The Geno Smith era in New York is off to a lackluster start, sure the team is a surprising 2-2 through a quarter of the season, but turnovers have plagued this team throughout and the rookie quarterback has struggled to avoid costly mistakes more often than not.
Tired of the turnovers, coach Rex Ryan is considering implementing a policy he previously has tried out with Mark Sanchez during his rookie season.
In an attempt to simplify the game and instill a game manager mindset in the rookie Smith, Ryan is reportedly debating whether or not he should color code the playbook worn around the quarterback’s wrist.
The technique may seem a little over-simplified for an NFL offense, and one would think that defenses would be able to pick up on the color pattern and adjust their game plans based on what sheet Smith was looking at as he called plays, but Mark Sanchez did lead the Jets to an AFC title game while donning the multi-colored wristband.
With Smith responsible for 11 turnovers through four games, the team is turning the football over at an alarming rate. Giving the ball away a notch shy of three times a game is unacceptable for an NFL passer.
That stat paired with the team’s 2-2 start is a testament to the quality of the Jets’ defense. Not many teams could withstand a barrage of turnovers like the Jets have and still be in the thick of the playoff hunt. Just ask the other New York team how difficult turnovers are to stomach.
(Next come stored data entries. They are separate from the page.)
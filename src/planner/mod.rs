//! Query planner subsystem
//!
//! Compiles declarative queries into execution plans for an ordered
//! key-value datastore.
//!
//! # Design Principles
//!
//! - Deterministic: same query, parameters and clock give the same plan
//! - Fail closed: every unsupported shape is rejected before any datastore call
//! - Explicit: client-side evaluation only when the configuration allows it
//!
//! # Plan Selection (strict order)
//!
//! 1. Identifier equality or IN with only equality co-filters: batch get
//! 2. Join: merge join, or an in-memory hash join when permitted
//! 3. Natively expressible filter: single native query
//! 4. Shape violation with in-memory filtering permitted: native query
//!    plus client-side filter, sort and slice

mod ast;
mod compiler;
mod cursor;
mod errors;
mod explain;
mod parser;
mod plan;

pub use ast::{
    AggregateFn, BinaryOp, CompareOp, Expr, JoinClause, Operand, Projection, Query,
    SortDirection, SortSpec,
};
pub use compiler::{KindMetadata, KindRegistry, QueryCompiler};
pub use cursor::Cursor;
pub use errors::{CompileError, CompileResult, MisuseError, Operator, Unsupported};
pub use explain::ExplainPlan;
pub use parser::{parse_filter, parse_ordering};
pub use plan::{
    BatchGetPlan, CountPlan, ExecutionPlan, FilterOperator, FilterPredicate, HashJoin,
    InMemoryPlan, MergeJoinPlan, NativeFilter, NativeQuery, Predicate, SortPredicate,
};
Victories over Buffalo and Tampa Bay are nothing to write home about, but the Jets did hang in there against the undefeated Patriots with a national audience watching. The three point loss is perhaps their most impressive game to date, and was one in which Smith struggled to get his offense going.
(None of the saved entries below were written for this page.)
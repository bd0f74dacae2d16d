//! Textual filter and ordering parser
//!
//! Grammar (keywords are case-insensitive):
//!
//! ```text
//! filter    := or
//! or        := and (("||" | OR) and)*
//! and       := unary (("&&" | AND) unary)*
//! unary     := ("!" | NOT) unary | "(" or ")" | predicate
//! predicate := operand MEMBER OF ident
//!            | ident cmp operand
//!            | ident IN ( "(" literal ("," literal)* ")" | param )
//!            | ident LIKE operand [ESCAPE string]
//!            | ident ".startsWith(" operand ")"
//! operand   := term (("+" | "-") term)*
//! term      := factor (("*" | "/") factor)*
//! factor    := "-" factor | literal | param | CURRENT_TIMESTAMP | "(" operand ")"
//! ordering  := ident [ASC | DESC] ("," ident [ASC | DESC])*
//! ```

use super::ast::{BinaryOp, CompareOp, Expr, Operand, SortDirection, SortSpec};
use super::errors::MisuseError;
use crate::model::Value;

/// Parses a textual filter expression
pub fn parse_filter(input: &str) -> Result<Expr, MisuseError> {
    let mut parser = Parser::new(input)?;
    let expr = parser.parse_or()?;
    parser.expect_end()?;
    Ok(expr)
}

/// Parses an ordering clause such as `isbn asc, title desc`
pub fn parse_ordering(input: &str) -> Result<Vec<SortSpec>, MisuseError> {
    let mut parser = Parser::new(input)?;
    let mut sorts = Vec::new();
    if parser.at_end() {
        return Ok(sorts);
    }
    loop {
        let property = parser.expect_ident()?;
        let direction = if parser.eat_keyword("asc") || parser.eat_keyword("ascending") {
            SortDirection::Asc
        } else if parser.eat_keyword("desc") || parser.eat_keyword("descending") {
            SortDirection::Desc
        } else {
            SortDirection::Asc
        };
        sorts.push(SortSpec { property, direction });
        if !parser.eat_symbol(",") {
            break;
        }
    }
    parser.expect_end()?;
    Ok(sorts)
}

#[derive(Debug, Clone, PartialEq)]
enum Token {
    Ident(String),
    Str(String),
    Int(i64),
    Float(f64),
    Param(String),
    Symbol(&'static str),
}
Although Smith is inexperienced and struggling, it appears that Ryan has no intentions of turning back the clock to the Mark Sanchez era, a sign that Ryan knows he is coaching for his job this season.
That means that he needs to find a way to win with Smith now. Limiting turnovers is the easiest way to do that.
If wearing a color coded wrist band helps that, then that is what Ryan should be doing. Hey, it has worked before after all.
Ryan wants a more aggressive offense with Smith under center, but the gun-slinging has yielded mixed results. Interceptions come along with the big plays when more shots are taken downfield.
It’s the fumbles that are scary. The butt fumble-esque play against the Titans that went for a defensive touchdown was particularly embarrassing for the young Smith, and is something he surely needs to learn to avoid immediately.
“You can’t buy experience,” Ryan said. “But with that being said, we still have to do a much better job of, with Geno in particular, protect(ing) the football at all costs. You can’t be nonchalant about (ball protection technique). You have to protect the ball.”
If wearing a color coded wrist band is all it takes to slow the game down and help Smith understand what is expected from him in the Jets’ west coast offense, then he needs to strap it on when he takes the field on Sundays.
Today’s game is dominated by vertical passing, but defense and running the football still have a place in the game. Seattle could provide a nice blueprint for the Jets to emulate. Their talent level is not quite on par, but the hard nose defense is already present. A basic read-option attack could prove beneficial for Smith.
Oakland has also shown us that a one read and tuck the ball down to run passing attack can work this season. Terrell Pryor has been slow to develop into an NFL passer and the Raiders have adapted their game plans accordingly to ease him in.
Ryan does not have the luxury of easing in Smith to the Jets offense, he needs to win now. Perhaps he can have it all with a simple game plan and color coding the plays on the field.
It can’t hurt to try, it isn’t like they can turn the ball over any more than they did in their four turnover meltdown against the Titans in week four.
If it worked for Mark Sanchez, there’s a good chance it would work with Smith. Geno has the talent to be good, easing him into the professional game should help get him there. Ryan should be trying anything he can do get him there, no matter how crazy the idea may sound.